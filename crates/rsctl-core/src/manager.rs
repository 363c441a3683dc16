// ── Manager operations ──

use std::sync::Arc;

use secrecy::{ExposeSecret, SecretString};
use tracing::{info, warn};

use rsctl_api::redfish::models::Manager;
use rsctl_api::{MonitorOutcome, ProgressSink};

use crate::controller::{Controller, ensure_succeeded};
use crate::error::CoreError;

/// Shown when a firmware upload outlives the session that started it.
pub const FIRMWARE_SESSION_LOST: &str =
    "The update might have succeeded, but the user session was lost.\n\
     Please use 'manager get' to confirm the version of the firmware.";

impl Controller {
    pub async fn manager_info(&self) -> Result<Manager, CoreError> {
        Ok(self.client().get_manager().await?)
    }

    /// Force-restart the management controller.
    pub async fn restart_manager(&self) -> Result<(), CoreError> {
        self.client().restart_manager().await?;
        info!("manager restart requested");
        Ok(())
    }

    /// Reset every manager setting to factory defaults.
    pub async fn factory_reset(&self) -> Result<(), CoreError> {
        self.client().factory_reset_manager().await?;
        info!("manager factory reset requested");
        Ok(())
    }

    /// Change the account password, then prove it by logging in again.
    ///
    /// A session lost right after the PATCH is not treated as failure:
    /// the change may have landed, and the verification login decides.
    pub async fn change_password(&self, new_password: &SecretString) -> Result<(), CoreError> {
        match self
            .client()
            .set_account_password(new_password.expose_secret())
            .await
        {
            Ok(_) => {}
            Err(e) if e.is_session_lost() => {
                warn!("session lost after password change, verifying with new password");
            }
            Err(e) => return Err(e.into()),
        }

        let verifier = Controller::with_registry(
            self.config().with_password(new_password.clone()),
            Arc::clone(self.registry()),
        )?;
        let verified = async {
            verifier.connect().await?;
            verifier.manager_info().await?;
            Ok::<(), CoreError>(())
        }
        .await;
        if let Err(e) = verifier.disconnect().await {
            warn!(error = %e, "verification session logout failed");
        }

        verified
            .map_err(|e| CoreError::auth(format!("Failed to login with the new password: {e}")))?;
        info!("password changed");
        Ok(())
    }

    /// Upload a firmware image and monitor the update to completion.
    pub async fn update_firmware(
        &self,
        file_name: &str,
        image: Vec<u8>,
        sink: &mut (dyn ProgressSink + Send),
    ) -> Result<MonitorOutcome, CoreError> {
        let started = self.client().upload_firmware(file_name, image).await?;
        let outcome = self.monitor(started, sink).await?;

        if outcome.response.status().as_u16() == 401 {
            return Err(CoreError::Auth {
                message: FIRMWARE_SESSION_LOST.to_owned(),
                session_lost: true,
            });
        }
        let outcome = ensure_succeeded(outcome, "Failed to update firmware")?;
        info!("firmware updated");
        Ok(outcome)
    }
}
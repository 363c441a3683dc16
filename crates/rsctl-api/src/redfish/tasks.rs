// Task service endpoints

use tracing::debug;

use crate::error::Error;
use crate::redfish::client::RedfishClient;
use crate::redfish::models::Collection;
use crate::task::Task;

pub const TASKS_PATH: &str = "/redfish/v1/TaskService/Tasks";

impl RedfishClient {
    /// Member paths of `/redfish/v1/TaskService/Tasks`.
    pub async fn list_task_links(&self) -> Result<Vec<String>, Error> {
        debug!("listing tasks");
        let collection: Collection = self.get_json(TASKS_PATH).await?;
        Ok(collection
            .members
            .into_iter()
            .map(|link| link.odata_id)
            .collect())
    }

    /// GET a task by member path (as listed) or bare identifier.
    pub async fn get_task(&self, id_or_path: &str) -> Result<Task, Error> {
        let path = task_path(id_or_path);
        debug!(path, "fetching task");
        self.get_json(&path).await
    }

    /// `DELETE /redfish/v1/TaskService/Tasks/{id}/Monitor`
    pub async fn cancel_task(&self, id: &str) -> Result<(), Error> {
        let path = format!("{}/Monitor", task_path(id));
        debug!(path, "cancelling task");
        self.delete(&path).await?;
        Ok(())
    }
}

fn task_path(id_or_path: &str) -> String {
    if id_or_path.starts_with('/') {
        id_or_path.trim_end_matches('/').to_owned()
    } else {
        format!("{TASKS_PATH}/{id_or_path}")
    }
}

#[cfg(test)]
mod tests {
    use super::task_path;

    #[test]
    fn bare_ids_are_expanded() {
        assert_eq!(task_path("12"), "/redfish/v1/TaskService/Tasks/12");
        assert_eq!(
            task_path("/redfish/v1/TaskService/Tasks/12/"),
            "/redfish/v1/TaskService/Tasks/12"
        );
    }
}
use thiserror::Error;

/// Advisory attached to every session loss observed after a request was sent.
pub const SESSION_LOST_ADVISORY: &str =
    "the request may already have taken effect on the controller \
     before the session was lost; verify the result before retrying";

/// Top-level error type for the `rsctl-api` crate.
///
/// Covers every failure mode of the wire layer: identifier parsing,
/// transport, authentication, connection budget, and decoded HTTP errors.
/// `rsctl-core` folds these into its six-way operator taxonomy.
#[derive(Debug, Error)]
pub enum Error {
    // ── Format ──────────────────────────────────────────────────────
    /// Malformed identifier or argument shape (caller bug, never retried).
    #[error("Invalid format: {message}")]
    Format { message: String },

    /// URL parsing error.
    #[error("Invalid URL: {0}")]
    InvalidUrl(#[from] url::ParseError),

    // ── Transport ───────────────────────────────────────────────────
    /// HTTP transport error (connection refused, DNS failure, timeout, etc.)
    #[error("HTTP transport error: {0}")]
    Transport(#[from] reqwest::Error),

    /// TLS setup or certificate error.
    #[error("TLS error: {0}")]
    Tls(String),

    // ── Authentication ──────────────────────────────────────────────
    /// Login rejected or request sent without a valid session.
    #[error("Authentication failed: {message}")]
    Authentication { message: String },

    /// A request got HTTP 401 while the session was authenticated.
    #[error("Session lost during {verb} {path}: {SESSION_LOST_ADVISORY}")]
    SessionExpired { verb: String, path: String },

    /// Login could not reach the controller within the retry budget.
    #[error("Failed to connect to {url} after {attempts} attempt(s): {reason}")]
    Connect {
        url: String,
        attempts: u32,
        reason: String,
    },

    // ── Request ─────────────────────────────────────────────────────
    /// Any non-2xx response, with the resolved human message.
    #[error("{verb} failed for {path}: {message}")]
    Request {
        verb: String,
        path: String,
        status: u16,
        message: String,
    },

    // ── Data ────────────────────────────────────────────────────────
    /// JSON deserialization failed, with the raw body for debugging.
    #[error("Deserialization error: {message}")]
    Deserialization { message: String, body: String },
}

impl Error {
    /// Returns `true` if the session died underneath a request.
    pub fn is_session_lost(&self) -> bool {
        matches!(self, Self::SessionExpired { .. })
    }

    /// Returns `true` if this is a transient error worth retrying.
    pub fn is_transient(&self) -> bool {
        match self {
            Self::Transport(e) => e.is_timeout() || e.is_connect(),
            _ => false,
        }
    }
}
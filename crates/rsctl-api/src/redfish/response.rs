// Buffered outcome of one Redfish HTTP call.

use std::time::Duration;

use reqwest::StatusCode;
use reqwest::header::{HeaderMap, LOCATION, RETRY_AFTER};
use serde::de::DeserializeOwned;
use serde_json::Value;

use crate::error::Error;
use crate::messages;

/// Status, headers of interest, and raw body of a Redfish reply.
///
/// The body is read eagerly so the response can be inspected more than once
/// (error decoding, task monitoring, typed parsing).
#[derive(Debug, Clone)]
pub struct RedfishResponse {
    status: StatusCode,
    body: String,
    location: Option<String>,
    retry_after: Option<Duration>,
}

impl RedfishResponse {
    pub fn new(status: StatusCode, body: impl Into<String>) -> Self {
        Self {
            status,
            body: body.into(),
            location: None,
            retry_after: None,
        }
    }

    pub fn with_location(mut self, location: impl Into<String>) -> Self {
        self.location = Some(location.into());
        self
    }

    pub fn with_retry_after(mut self, retry_after: Duration) -> Self {
        self.retry_after = Some(retry_after);
        self
    }

    /// Consume a `reqwest::Response`, keeping the status, body and the
    /// `Location` / `Retry-After` headers.
    pub(crate) async fn read(resp: reqwest::Response) -> Result<Self, Error> {
        let status = resp.status();
        let (location, retry_after) = task_headers(resp.headers());
        let body = resp.text().await?;
        Ok(Self {
            status,
            body,
            location,
            retry_after,
        })
    }

    pub fn status(&self) -> StatusCode {
        self.status
    }

    pub fn body(&self) -> &str {
        &self.body
    }

    /// `Location` header (task monitor URI for 202 replies).
    pub fn location(&self) -> Option<&str> {
        self.location.as_deref()
    }

    /// `Retry-After` hint in seconds, if the server sent one.
    pub fn retry_after(&self) -> Option<Duration> {
        self.retry_after
    }

    pub fn is_success(&self) -> bool {
        self.status.is_success()
    }

    /// A task is still running while its monitor answers 202 Accepted.
    pub fn is_processing(&self) -> bool {
        self.status == StatusCode::ACCEPTED
    }

    /// Body parsed as loose JSON; `None` for empty or non-JSON bodies.
    pub fn json(&self) -> Option<Value> {
        if self.body.trim().is_empty() {
            return None;
        }
        serde_json::from_str(&self.body).ok()
    }

    /// Body parsed into a typed model.
    pub fn parse<T: DeserializeOwned>(&self) -> Result<T, Error> {
        serde_json::from_str(&self.body).map_err(|e| {
            let preview: String = self.body.chars().take(200).collect();
            Error::Deserialization {
                message: format!("{e} (body preview: {preview:?})"),
                body: self.body.clone(),
            }
        })
    }

    /// Human reason for a failed response; always `None` on 2xx.
    ///
    /// Uses the `@Message.ExtendedInfo` text when present, otherwise
    /// `HTTP error: <status>`.
    pub fn error_message(&self) -> Option<String> {
        if self.is_success() {
            return None;
        }
        Some(
            self.json()
                .as_ref()
                .and_then(messages::extract_error_message)
                .unwrap_or_else(|| format!("HTTP error: {}", self.status.as_u16())),
        )
    }
}

fn task_headers(headers: &HeaderMap) -> (Option<String>, Option<Duration>) {
    let location = headers
        .get(LOCATION)
        .and_then(|v| v.to_str().ok())
        .map(String::from);
    let retry_after = headers
        .get(RETRY_AFTER)
        .and_then(|v| v.to_str().ok())
        .and_then(|v| v.trim().parse::<u64>().ok())
        .map(Duration::from_secs);
    (location, retry_after)
}

#[cfg(test)]
mod tests {
    use super::*;

    #[test]
    fn success_never_has_error_message() {
        let resp = RedfishResponse::new(
            StatusCode::OK,
            r#"{"error":{"@Message.ExtendedInfo":[{"Message":"x"}]}}"#,
        );
        assert_eq!(resp.error_message(), None);
    }

    #[test]
    fn failure_uses_extended_info() {
        let resp = RedfishResponse::new(
            StatusCode::BAD_REQUEST,
            r#"{"error":{"@Message.ExtendedInfo":[{"Message":"Bad %1","MessageArgs":["value"]}]}}"#,
        );
        assert_eq!(resp.error_message().as_deref(), Some("Bad value"));
    }

    #[test]
    fn failure_without_body_falls_back_to_status() {
        let resp = RedfishResponse::new(StatusCode::INTERNAL_SERVER_ERROR, "");
        assert_eq!(resp.error_message().as_deref(), Some("HTTP error: 500"));

        let resp = RedfishResponse::new(StatusCode::BAD_GATEWAY, "<html>oops</html>");
        assert_eq!(resp.error_message().as_deref(), Some("HTTP error: 502"));
    }

    #[test]
    fn accepted_is_processing() {
        assert!(RedfishResponse::new(StatusCode::ACCEPTED, "").is_processing());
        assert!(!RedfishResponse::new(StatusCode::OK, "").is_processing());
    }
}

====

If a line in the listing contains "started", it counts. Say how many lines count, with no other words.

Task response => 3